If we agree that words matter, then in light of the anti-democratic, anti-unity and anti-Ethiopian implications of “unity in diversity”, the democratic opposition must jettison this expression and opt for “diversity in unity”. “Unity in diversity” sucks Ethiopia into a deadly vortex of ethnicity that condemns her to authoritarian rule, breeds ethnic conflicts, and encourages ethnic secessions. Only “diversity in unity” embodies the idea of politics as a practice that goes beyond ethnic loyalties and opens the door for a politics that will make the land of Ethiopia a democratic home for all Ethiopians. For those who might be tempted to wilfully misunderstand the meaning of “diversity in unity”, it is interesting to point out the striking parallelism between the previous regimes and the EPRDF on the issue of ethnic diversity and unity.
Despite differences in political packaging, the Imperial Regime and the Derg were, as the EPRDF is now, against “diversity in unity”. All three consider ethnic diversity as a natural datum. In all these regimes, ethnicity is reified and not recognized as a historical process that is breaking out of and going beyond its particularisms. The Imperial regime put ethnicity out of sight: one has to be Amharized to be visible; the Derg criminalized it; and the EPRDF transformed it into a fetish. All three developed mechanisms to keep Ethiopian ethnies apart in order to implement their divide-and-exploit policies. Despite institutional differences, the political goal in all these regimes is the same: to stifle the universal democratic potential that gestates in the historical transformation of Ethiopian ethnies. No wonder then that all three regimes are stuck with the vicious alternative of either authoritarianism or disintegration. The idea that diversity could be mediated democratically to deliver national unity (“diversity in unity”) is totally alien to these three regimes. But no Ethiopian regime has gone as far as the EPRDF in using ethnic divisions, tagged as “unity in diversity”, to territorialize ethnic identities (ethnicstans or Killils) and to implement so brazenly the practice of “divide-conquer-exploit”.

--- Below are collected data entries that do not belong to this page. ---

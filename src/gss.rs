use std::sync::Arc;

use crate::builders::{AcceptSecurityContext, EmptyAcquireCredential, EmptyInitializeSecurityContext};
use crate::config::GssConfig;
use crate::mechanism::Capabilities;
use crate::name::{self, NameType, PrincipalName};
use crate::provider::GssProvider;
use crate::registry::{kind, HandleRegistry, RegistryStats};
use crate::status::{CallSite, StatusTranslator};
use crate::{Error, ErrorKind, Result};

#[derive(Debug)]
pub(crate) struct GssShared {
    pub(crate) provider: Arc<dyn GssProvider>,
    pub(crate) registry: Arc<HandleRegistry>,
    pub(crate) capabilities: Capabilities,
    pub(crate) config: GssConfig,
}

impl GssShared {
    pub(crate) fn translator(&self) -> StatusTranslator<'_> {
        StatusTranslator::new(self.provider.as_ref())
    }
}

/// Entry point of the layer: a provider, the registry owning its handles, and the
/// capabilities discovered when it was created.
///
/// Cheap to clone; clones share everything.
#[derive(Debug, Clone)]
pub struct Gss {
    shared: Arc<GssShared>,
}

impl Gss {
    /// Probes the provider once. Fails with `MechanismUnsupported` when it offers no usable
    /// mechanism after the configured package list is applied.
    #[instrument(level = "debug", skip_all, fields(family = ?provider.family()))]
    pub fn new(provider: Arc<dyn GssProvider>, config: GssConfig) -> Result<Self> {
        let capabilities = Capabilities::discover(provider.as_ref(), &config)?;
        let registry = HandleRegistry::new(Arc::clone(&provider));

        debug!(mechanisms = ?capabilities.mechanisms(), "GSS provider initialized");

        Ok(Self {
            shared: Arc::new(GssShared {
                provider,
                registry,
                capabilities,
                config,
            }),
        })
    }

    /// Binds the system GSS-API library.
    #[cfg(all(unix, feature = "native"))]
    pub fn native(config: GssConfig) -> Result<Self> {
        Self::new(Arc::new(crate::native::NativeProvider::new()), config)
    }

    pub fn capabilities(&self) -> &Capabilities {
        &self.shared.capabilities
    }

    pub fn config(&self) -> &GssConfig {
        &self.shared.config
    }

    pub fn registry(&self) -> &Arc<HandleRegistry> {
        &self.shared.registry
    }

    pub fn registry_stats(&self) -> RegistryStats {
        self.shared.registry.stats()
    }

    pub fn status_translator(&self) -> StatusTranslator<'_> {
        self.shared.translator()
    }

    /// Imports a textual principal name into the provider.
    #[instrument(level = "debug", skip(self))]
    pub fn resolve_name(&self, text: &str, name_type: NameType) -> Result<PrincipalName> {
        let (canonical, name_type) = name::canonicalize(text, name_type)?;

        let outcome = self.shared.provider.import_name(&canonical, name_type);
        let handle = outcome.value.map(|raw| self.shared.registry.adopt::<kind::Name>(raw));

        self.shared
            .translator()
            .translate(CallSite::Name, outcome.status.major, outcome.status.minor, None)?;

        let handle = handle.ok_or_else(|| {
            Error::new(
                ErrorKind::InternalError,
                "the GSS provider reported success without a name handle",
            )
        })?;

        Ok(PrincipalName::new(canonical, name_type, handle))
    }

    /// Asks the provider how it displays a name, usually the fully qualified principal.
    pub fn display_name(&self, name: &PrincipalName) -> Result<String> {
        let outcome = self.shared.provider.display_name(name.raw()?);

        self.shared
            .translator()
            .translate(CallSite::Name, outcome.status.major, outcome.status.minor, None)?;

        outcome
            .value
            .ok_or_else(|| Error::new(ErrorKind::InternalError, "the GSS provider returned no display name"))
    }

    pub fn acquire_credential(&self) -> EmptyAcquireCredential {
        EmptyAcquireCredential::new(Arc::clone(&self.shared))
    }

    pub fn initialize_security_context(&self) -> EmptyInitializeSecurityContext<'_> {
        EmptyInitializeSecurityContext::new(Arc::clone(&self.shared))
    }

    pub fn accept_security_context(&self) -> AcceptSecurityContext<'_> {
        AcceptSecurityContext::new(Arc::clone(&self.shared))
    }
}

#[cfg(test)]
mod tests {
    use std::sync::Arc;

    use crate::loopback::{LoopbackProvider, LoopbackRealm};
    use crate::registry::HandleKind;
    use crate::{ErrorKind, Gss, GssConfig, NameType};

    fn gss() -> Gss {
        let realm = LoopbackRealm::new("EXAMPLE.COM");
        Gss::new(Arc::new(LoopbackProvider::new(realm)), GssConfig::default()).unwrap()
    }

    #[test]
    fn resolved_name_is_released_once() {
        let gss = gss();

        let name = gss.resolve_name("HTTP/www.example.com", NameType::HostBasedService).unwrap();
        assert_eq!(name.text(), "HTTP@www.example.com");
        assert_eq!(gss.registry_stats().live(HandleKind::Name), 1);

        name.release().unwrap();
        assert_eq!(gss.registry_stats().live(HandleKind::Name), 0);
    }

    #[test]
    fn invalid_name_never_reaches_the_provider() {
        let gss = gss();

        let err = gss.resolve_name("HTTP/", NameType::HostBasedService).unwrap_err();

        assert_eq!(err.error_type, ErrorKind::NameResolution);
        assert_eq!(gss.registry_stats().allocated, 0);
    }

    #[test]
    fn display_name_qualifies_with_the_default_realm() {
        let gss = gss();
        let name = gss.resolve_name("alice", NameType::UserPrincipal).unwrap();

        assert_eq!(gss.display_name(&name).unwrap(), "alice@EXAMPLE.COM");
    }
}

It is then imperative to recognize that words matter. We need to use words that give voice to our ideal of a democratic, prosperous and united Ethiopia. “Unity in diversity” is logically and historically inimical to this ideal. The idea of “diversity in unity”, on the other hand, recognizes the universalizing potential of politics, liberates particular identities from their self-enclosures, and generates the principles, norms, and practices necessary to transform the territorial unity of Ethiopia into a democratic unity of Ethiopians.